The Australian Clearinghouse for Youth Studies (ACYS) was a not-for-profit organisation funded by the Australian Government Department of Education, Employment and Workplace Relations (DEEWR). Based at the University of Tasmania’s Hobart campus, the clearinghouse acted as both a publishing house on youth studies and as an information service for youth workers and youth researchers, as well as others interested in the study of young people in Australia.
==History==
With its origins in the early 1980s as the National Clearinghouse for Youth Studies Bulletin based at the Australian National University, the clearinghouse moved to the University of Tasmania after a national bidding process in 1984. Following this move, the National Clearinghouse for Youth Studies Bulletin and Abstracts was distributed on a subscription basis. In 1989 after a change of staff, the bulletin was redesigned and re-launched as a journal, Youth Studies. A year later the journal's title was amended to Youth Studies Australia. In 1998, the National Clearinghouse for Youth Studies became the Australian Clearinghouse for Youth Studies or ACYS. (Source: Flyer about the clearinghouse published in 1995.)

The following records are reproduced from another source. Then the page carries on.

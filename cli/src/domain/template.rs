//! Request payload templates.
//!
//! Pure functions only: no I/O. Loading template text is the job of the
//! `TemplateSource` port; this module parses that text once into segments
//! and renders it against a set of [`Bindings`].

use std::borrow::Cow;
use std::collections::BTreeMap;
use std::fmt;
use std::sync::LazyLock;

use regex::Regex;

/// `{{Name}}`, whitespace inside the braces allowed.
static PLACEHOLDER: LazyLock<Regex> = LazyLock::new(|| {
    #[allow(clippy::expect_used)] // constant pattern
    Regex::new(r"\{\{\s*([A-Za-z][A-Za-z0-9_]*)\s*\}\}").expect("valid placeholder regex")
});

// ── Template identifiers ──────────────────────────────────────────────────────

/// The request templates known to the job service.
#[derive(Debug, Clone, Copy, PartialEq, Eq, Hash, PartialOrd, Ord)]
pub enum TemplateId {
    CreateNewApp,
    CreateOnlineWorkingCopy,
    CommitWorkingCopyChanges,
    RetrieveJobStatus,
}

impl TemplateId {
    pub const ALL: [Self; 4] = [
        Self::CreateNewApp,
        Self::CreateOnlineWorkingCopy,
        Self::CommitWorkingCopyChanges,
        Self::RetrieveJobStatus,
    ];

    #[must_use]
    pub fn name(self) -> &'static str {
        match self {
            Self::CreateNewApp => "CreateNewApp",
            Self::CreateOnlineWorkingCopy => "CreateOnlineWorkingCopy",
            Self::CommitWorkingCopyChanges => "CommitWorkingCopyChanges",
            Self::RetrieveJobStatus => "RetrieveJobStatus",
        }
    }

    /// File name of the template resource, e.g. `CreateNewApp.xml`.
    #[must_use]
    pub fn file_name(self) -> String {
        format!("{}.xml", self.name())
    }
}

impl fmt::Display for TemplateId {
    fn fmt(&self, f: &mut fmt::Formatter<'_>) -> fmt::Result {
        f.write_str(self.name())
    }
}

// ── Bindings ──────────────────────────────────────────────────────────────────

/// A value substituted for one placeholder.
#[derive(Debug, Clone, PartialEq, Eq)]
pub enum Binding {
    Text(String),
    Number(i64),
    Absent,
}

impl From<&str> for Binding {
    fn from(v: &str) -> Self {
        Self::Text(v.to_string())
    }
}

impl From<String> for Binding {
    fn from(v: String) -> Self {
        Self::Text(v)
    }
}

impl From<i64> for Binding {
    fn from(v: i64) -> Self {
        Self::Number(v)
    }
}

impl<T: Into<Binding>> From<Option<T>> for Binding {
    fn from(v: Option<T>) -> Self {
        v.map_or(Self::Absent, Into::into)
    }
}

/// Placeholder name → value map used for one render.
#[derive(Debug, Clone, Default, PartialEq, Eq)]
pub struct Bindings(BTreeMap<String, Binding>);

impl Bindings {
    #[must_use]
    pub fn new() -> Self {
        Self::default()
    }

    pub fn set(&mut self, name: &str, value: impl Into<Binding>) -> &mut Self {
        self.0.insert(name.to_string(), value.into());
        self
    }

    pub fn set_absent(&mut self, name: &str) -> &mut Self {
        self.0.insert(name.to_string(), Binding::Absent);
        self
    }

    #[must_use]
    pub fn with(mut self, name: &str, value: impl Into<Binding>) -> Self {
        self.set(name, value);
        self
    }

    #[must_use]
    pub fn get(&self, name: &str) -> Option<&Binding> {
        self.0.get(name)
    }

    /// Text substituted for `name`; missing and absent values are empty.
    #[must_use]
    pub fn resolve(&self, name: &str) -> Cow<'_, str> {
        match self.0.get(name) {
            Some(Binding::Text(s)) => Cow::Borrowed(s),
            Some(Binding::Number(n)) => Cow::Owned(n.to_string()),
            Some(Binding::Absent) | None => Cow::Borrowed(""),
        }
    }
}

// ── Parsed template ───────────────────────────────────────────────────────────

#[derive(Debug, Clone, PartialEq, Eq)]
enum Segment {
    Literal(String),
    Placeholder(String),
}

/// A template split into literal text and placeholders.
#[derive(Debug, Clone, PartialEq, Eq)]
pub struct Template {
    segments: Vec<Segment>,
}

impl Template {
    #[must_use]
    pub fn parse(text: &str) -> Self {
        let mut segments = Vec::new();
        let mut last = 0;
        for caps in PLACEHOLDER.captures_iter(text) {
            let (Some(whole), Some(name)) = (caps.get(0), caps.get(1)) else {
                continue;
            };
            if whole.start() > last {
                segments.push(Segment::Literal(text[last..whole.start()].to_string()));
            }
            segments.push(Segment::Placeholder(name.as_str().to_string()));
            last = whole.end();
        }
        if last < text.len() {
            segments.push(Segment::Literal(text[last..].to_string()));
        }
        Self { segments }
    }

    /// Placeholder names in order of first appearance.
    #[must_use]
    pub fn placeholders(&self) -> Vec<&str> {
        let mut names: Vec<&str> = Vec::new();
        for seg in &self.segments {
            if let Segment::Placeholder(name) = seg {
                if !names.contains(&name.as_str()) {
                    names.push(name);
                }
            }
        }
        names
    }

    /// Substitute every placeholder. Values are inserted as-is, unescaped.
    #[must_use]
    pub fn render(&self, bindings: &Bindings) -> String {
        let mut out = String::new();
        for seg in &self.segments {
            match seg {
                Segment::Literal(text) => out.push_str(text),
                Segment::Placeholder(name) => out.push_str(&bindings.resolve(name)),
            }
        }
        out
    }
}
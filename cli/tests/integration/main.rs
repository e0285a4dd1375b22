//! Integration tests for modelhub CLI
//!
//! These tests spawn the actual binary and test end-to-end behavior.
//! They are slower and should be run separately from unit tests.

mod cli_tests;
//! Infrastructure implementation of the `HttpTransport` port.
//!
//! `ReqwestTransport` performs the network exchange with `reqwest`. Any
//! status line counts as a successful exchange; only failures before a
//! status is received become `ClientError::Connection`.

use crate::application::ports::{HttpResponse, HttpTransport};
use crate::domain::{ClientError, Method, RequestDescriptor};

/// Production `HttpTransport`. No timeout is set beyond reqwest's defaults.
pub struct ReqwestTransport {
    client: reqwest::Client,
}

impl ReqwestTransport {
    /// # Errors
    ///
    /// Returns [`ClientError::Connection`] if the TLS backend cannot be
    /// initialised.
    pub fn new() -> Result<Self, ClientError> {
        let client = reqwest::Client::builder()
            .user_agent(concat!("modelhub/", env!("CARGO_PKG_VERSION")))
            .build()
            .map_err(connection_error)?;
        Ok(Self { client })
    }
}

impl HttpTransport for ReqwestTransport {
    async fn send(
        &self,
        url: &str,
        request: &RequestDescriptor,
    ) -> Result<HttpResponse, ClientError> {
        let mut builder = match request.method() {
            Method::Post => self.client.post(url),
        };
        for (name, value) in request.headers() {
            builder = builder.header(name, value);
        }

        tracing::debug!(url, method = request.method().as_str(), "sending request");
        let response = builder
            .body(request.body().to_string())
            .send()
            .await
            .map_err(connection_error)?;

        let status = response.status();
        let body = response.text().await.map_err(connection_error)?;
        tracing::debug!(url, status = status.as_u16(), bytes = body.len(), "received response");

        Ok(HttpResponse {
            status: Some(status.as_u16()),
            // reqwest drops the server's reason phrase; use the standard one.
            status_text: status.canonical_reason().unwrap_or_default().to_string(),
            body,
        })
    }
}

fn connection_error(err: reqwest::Error) -> ClientError {
    let detail = match std::error::Error::source(&err) {
        Some(source) => format!("{err}: {source}"),
        None => err.to_string(),
    };
    ClientError::Connection(detail)
}
//! Template rendering and request building.
//!
//! Imports only from `crate::domain` and `crate::application::ports`.

use std::collections::HashMap;
use std::sync::{Arc, Mutex, PoisonError};

use crate::application::ports::TemplateSource;
use crate::domain::{Bindings, ClientError, RequestDescriptor, Template, TemplateId};

/// Renders named templates, loading and parsing each one at most once.
///
/// A failed load is not cached; the next render retries it.
pub struct TemplateRenderer<S> {
    source: S,
    cache: Mutex<HashMap<TemplateId, Arc<Template>>>,
}

impl<S: TemplateSource> TemplateRenderer<S> {
    pub fn new(source: S) -> Self {
        Self {
            source,
            cache: Mutex::new(HashMap::new()),
        }
    }

    /// The template source behind the cache.
    pub fn source(&self) -> &S {
        &self.source
    }

    /// Render `id` against `bindings`.
    ///
    /// # Errors
    ///
    /// Returns [`ClientError::TemplateLoad`] if the template text cannot be
    /// loaded.
    pub fn render(&self, id: TemplateId, bindings: &Bindings) -> Result<String, ClientError> {
        Ok(self.template(id)?.render(bindings))
    }

    fn template(&self, id: TemplateId) -> Result<Arc<Template>, ClientError> {
        if let Some(t) = self.lock().get(&id) {
            return Ok(Arc::clone(t));
        }
        // Load outside the lock; a racing render may parse the same text twice.
        let parsed = Arc::new(Template::parse(&self.source.load(id)?));
        Ok(Arc::clone(self.lock().entry(id).or_insert(parsed)))
    }

    fn lock(&self) -> std::sync::MutexGuard<'_, HashMap<TemplateId, Arc<Template>>> {
        self.cache.lock().unwrap_or_else(PoisonError::into_inner)
    }
}

/// Build the job service request for `id`.
///
/// # Errors
///
/// Returns [`ClientError::TemplateLoad`] if the template cannot be loaded.
pub fn build_request<S: TemplateSource>(
    renderer: &TemplateRenderer<S>,
    id: TemplateId,
    bindings: &Bindings,
) -> Result<RequestDescriptor, ClientError> {
    renderer.render(id, bindings).map(RequestDescriptor::soap)
}
//! Embedded request templates: the four XML bodies compiled into the binary.
//!
//! At compile time, `include_dir!` embeds everything under `cli/templates/`:
//!   - `CreateNewApp.xml`
//!   - `CreateOnlineWorkingCopy.xml`
//!   - `CommitWorkingCopyChanges.xml`
//!   - `RetrieveJobStatus.xml`

use include_dir::{Dir, include_dir};

use crate::application::ports::TemplateSource;
use crate::domain::{ClientError, TemplateId};

static EMBEDDED_TEMPLATES: Dir<'_> = include_dir!("$CARGO_MANIFEST_DIR/templates");

/// `TemplateSource` backed by the templates embedded at build time.
pub struct EmbeddedTemplates;

impl TemplateSource for EmbeddedTemplates {
    fn load(&self, id: TemplateId) -> Result<String, ClientError> {
        let name = id.file_name();
        let file = EMBEDDED_TEMPLATES
            .get_file(&name)
            .ok_or_else(|| ClientError::TemplateLoad {
                template: name.clone(),
                detail: "not embedded in this build".to_string(),
            })?;
        file.contents_utf8()
            .map(str::to_string)
            .ok_or_else(|| ClientError::TemplateLoad {
                template: name,
                detail: "not valid UTF-8".to_string(),
            })
    }
}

In the 2014 Australian federal budget, the organisation lost its funding in 2014 and finally closed its doors in 2015.
==Functions==
As a clearinghouse, ACYS synthesised a range of resources, by, for example, digesting the contents of newspaper articles for its "youth monitor" column in its journal, Youth Studies Australia, and by publishing abstracts of key articles in scholarly journals, bringing this information to the attention of the youth studies field. Its journal, Youth Studies Australia, was a platform for researchers and youth workers to publish peer-reviewed research papers and thereby provide material for anyone interested in youth research – policymakers, practitioners and youth work/youth studies students. ACYS also supplied information about youth research, policy and practice in the form of news articles, book reviews, and other products for its multi-disciplinary audience.

From time to time ACYS organised symposia on youth issues.
==Resources==
ACYS resources included:
- Youth Studies Australia, a peer-reviewed journal that was highly regarded as a source of knowledge on issues affecting Australian and New Zealand young people.
- Youth Field Xpress, a free email newsletter about youth research and youth work issues that contained a wide and eclectic range of news stories drawn from both online and print sources.
- the ACYS website, which was a compendium of helpful information sources on youth issues
- books and other publications on youth issues.

Youth Studies Australia became an online full-text journal in the late 2000s, and its archives are available through the Informit database.